Tellurium nanostructures synthesized using aloe vera extracts
Nanorods and amorphous nanospheres synthesized using aloe vera extracts are presented in aqueous media after purification. Surprisingly after several experiments, aloe vera extracts are able to generate both kind of nanostructures together under different conditions, with a low degree of aggregation.

Selenium nanoparticles grew on top of a tellurium nanowire
Hydrothermal reactions offer the possibility of combining previously created structures with new ones through an environmentally-safe approach using supercritical water. Therefore, the formation of nanospheres of selenium, like in the picture, on top of a tellurium nanowire, is a reality.
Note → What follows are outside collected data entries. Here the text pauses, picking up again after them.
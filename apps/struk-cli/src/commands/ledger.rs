//! # Ledger Commands
//!
//! Draft edits: add, remove, customer, notes, reset.
//!
//! Every successful edit clears the banner; a failed edit replaces it with a
//! `Validation` banner, so an old error never outlives the next edit.

use struk_core::{CoreResult, LineItem};
use tracing::debug;

use crate::error::ApiError;
use crate::state::{BannerKind, Operation, Session, SessionState};

/// Runs a ledger edit and updates the banner from its outcome.
fn edit<T>(
    state: &SessionState,
    f: impl FnOnce(&mut Session) -> CoreResult<T>,
) -> Result<T, ApiError> {
    state.with_session_mut(|s| {
        if s.is_submitting() {
            return Err(ApiError::busy(&Operation::Submit.to_string()));
        }
        match f(s) {
            Ok(value) => {
                s.clear_banner();
                Ok(value)
            }
            Err(e) => {
                let err = ApiError::from(e);
                s.set_banner(BannerKind::Validation, err.clone());
                Err(err)
            }
        }
    })
}

/// Adds a line item from raw form text.
pub fn add_item(
    state: &SessionState,
    name: &str,
    quantity: &str,
    unit_price: &str,
) -> Result<LineItem, ApiError> {
    debug!(name, quantity, unit_price, "add_item command");
    edit(state, |s| s.ledger_mut().add_item(name, quantity, unit_price))
}

/// Removes the item at `index`; out of range is a no-op.
pub fn remove_item(state: &SessionState, index: usize) -> Result<Option<LineItem>, ApiError> {
    debug!(index, "remove_item command");
    edit(state, |s| s.ledger_mut().remove_item(index))
}

pub fn set_customer_name(state: &SessionState, name: &str) -> Result<(), ApiError> {
    edit(state, |s| s.ledger_mut().set_customer_name(name))
}

pub fn set_notes(state: &SessionState, notes: &str) -> Result<(), ApiError> {
    edit(state, |s| s.ledger_mut().set_notes(notes))
}

/// Starts over: empty draft, no receipt, no banner.
pub fn reset(state: &SessionState) -> Result<(), ApiError> {
    state.with_session_mut(|s| {
        for operation in [Operation::Submit, Operation::Export] {
            if s.is_busy(operation) {
                return Err(ApiError::busy(&operation.to_string()));
            }
        }
        s.reset();
        Ok(())
    })
}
Tellurium nanorods synthesized using lemon juice
Lemon is a suitable compounds for the synthesis of nanoparticles, due to the presence of reducing agents and proteins that can stabilize the nanostructures. Here, nanorods with 50-80 nm long and 10-15 nm width are synthesized in a quick reaction at room temperature.

The surface of a selenium microparticles synthesized by hydrothermal methods
Selenium microparticles synthesized using aloe vera extracts and mild hydrothermal conditions. The impossibility of obtaining nanoparticles leads to the generation of spheres of 1 or 2 micrometers with an amorphous and sharp surface.
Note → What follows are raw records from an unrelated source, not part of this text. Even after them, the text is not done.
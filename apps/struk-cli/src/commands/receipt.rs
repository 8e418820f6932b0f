//! # Receipt Commands
//!
//! Submission, the text preview, and the connection test.
//!
//! ## Submit Workflow
//! ```text
//! ┌─────────────────────────────────────────────────────────────────────────┐
//! │  submit                                                                 │
//! │    │                                                                    │
//! │    ├─ begin(Submit) ── already running? ──► Busy (banner untouched)     │
//! │    ├─ snapshot draft under the lock (lock released before the call)     │
//! │    ├─ struk_issuer::submit ─── error ──► Submission banner, draft kept  │
//! │    └─ ledger.confirm(receipt), banner cleared                           │
//! └─────────────────────────────────────────────────────────────────────────┘
//! ```

use std::fmt::Write as _;

use struk_core::{ConfirmedReceipt, CoreError, Phase};
use struk_export::AssetLoader;
use struk_issuer::ReceiptIssuer;
use tracing::{info, warn};

use crate::error::ApiError;
use crate::state::{AppContext, BannerKind, Operation, SessionState};

/// Submits the draft and installs the service's receipt.
pub async fn submit<I: ReceiptIssuer, L: AssetLoader>(
    ctx: &AppContext<I, L>,
    state: &SessionState,
) -> Result<ConfirmedReceipt, ApiError> {
    let _guard = state.begin(Operation::Submit)?;

    let draft = state.with_session(|s| match s.ledger().confirmed() {
        Some(_) => Err(ApiError::from(CoreError::ReceiptConfirmed)),
        None => Ok(s.ledger().draft().clone()),
    });
    let draft = match draft {
        Ok(draft) => draft,
        Err(err) => return Err(fail(state, err)),
    };

    match struk_issuer::submit(&ctx.issuer, &draft).await {
        Ok(receipt) => state.with_session_mut(|s| -> Result<ConfirmedReceipt, ApiError> {
            s.ledger_mut().confirm(receipt.clone())?;
            s.clear_banner();
            info!(number = receipt.number, "Receipt confirmed");
            Ok(receipt)
        }),
        Err(e) => {
            warn!(error = %e, "Submission failed; draft kept");
            Err(fail(state, ApiError::from(e)))
        }
    }
}

fn fail(state: &SessionState, err: ApiError) -> ApiError {
    state.with_session_mut(|s| s.set_banner(BannerKind::Submission, err.clone()));
    err
}

/// Text preview of the receipt region plus the editable item list.
pub fn show<I, L>(ctx: &AppContext<I, L>, state: &SessionState) -> String {
    let printed_at = chrono::Local::now().naive_local();

    state.with_session(|s| {
        let mut out = String::new();
        match s.region(&ctx.config.brand, &ctx.formatter, printed_at) {
            Some(region) => out.push_str(&region.to_text()),
            None => out.push_str("(receipt preview hidden)\n"),
        }

        if s.phase() == Phase::Editable {
            out.push_str("\nItems:\n");
            for (index, item) in s.ledger().items().iter().enumerate() {
                let _ = writeln!(
                    out,
                    "  [{}] {} {}x {} = {}",
                    index,
                    item.name(),
                    item.quantity(),
                    ctx.formatter.format(item.unit_price()),
                    ctx.formatter.format(item.line_total()),
                );
            }
        }

        let _ = writeln!(out, "\nStatus: {}", s.phase());
        if let Some(banner) = s.banner() {
            let _ = writeln!(out, "! {}", banner.error);
        }
        out
    })
}

/// Tests whether the receipt service answers.
pub async fn ping<I: ReceiptIssuer, L>(ctx: &AppContext<I, L>) -> Result<String, ApiError> {
    let status = ctx.issuer.ping().await?;
    Ok(format!(
        "Receipt service reachable at {} (HTTP {})",
        ctx.config.backend.base(),
        status
    ))
}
Selenium microparticles from aloe vera extracts
Selenium microparticles made from aloe vera extracts under hydrothermal conditions with sizes above 1 micrometer. The spheres, with irregular and sharp surface, are sticked to the polymeric matrix offered by the plant extracts.

Polyedric gold nanoparticles synthesized by Melanoma cells
Cancer cells are able to reduce metallic salt ions dissolved in their media, creating unusual shapes, such as these gold nanoparticles, with sizes between 20-25 nm, with hexagonal shape, embedded in a matrix of extracellular organic compounds after purification.

Tellurium nanowire synthesized by starch
An easy and quick hydrothermal reaction using just water and starch that allows the creation of an astonishing tellurium nanowire with both strange and curious shapes.

Gold nanoparticles synthesized by melanoma cel
Irregular-surface-shaped gold nanoparticles synthesized by cancerous cells after a couple of hours of exposition. They key to target the cell nucleus of cancer cells could be develop by the same cancer we are trying to cure.

Melanoma cels synthesizing platinum/gold nanoparticles using live-microscope
The change of color of the cell solution is patent after just 2 hours of culture, turning from colorless to violet. After several days, the cells keep the structure, although they should disappear due to the lack of nutrients.

Growth of platinum nanoparticles on top of a tellurium nanowire synthesized using starch
The growth of nanoparticles is achieved with no need of a reducing agent thanks to the presence of a reducing environment within the tellurium nanowires.

Growth of palladium nanoparticles on top of a tellurium nanowire
Controllable growth of metallic nanoparticles on top of a tellurium nanowire with no need of reducing agent in aqueous solution.

Formation of elemental mercury by Escherichia Coli
After exposure to a concentration of aqueous mercury, bacteria are able to reduce mercury as elemental nanoparticles that ca be used to remove this heavy metal from water.

Palladium nanoparticles growing on top of a tellurium nanowire
Tellurium nanowires were synthesized out of starch, and then, palladium nanoparticles were grown on top of a secure and environmentally-friendly approach that took seconds.

Green tellurium nanowires causing the disruption of cancerous cells membrane
The presence of tellurium nanowires in the cell media caused the inhibition of cell growth for cancerous cells while remaining biocompatible for healthy cells.

Growth of palladium nanoparticles on top of a tellurium nanowire
Controllable growth of metallic nanoparticles on top of a tellurium nanowire with no need of reducing agent in aqueous solution.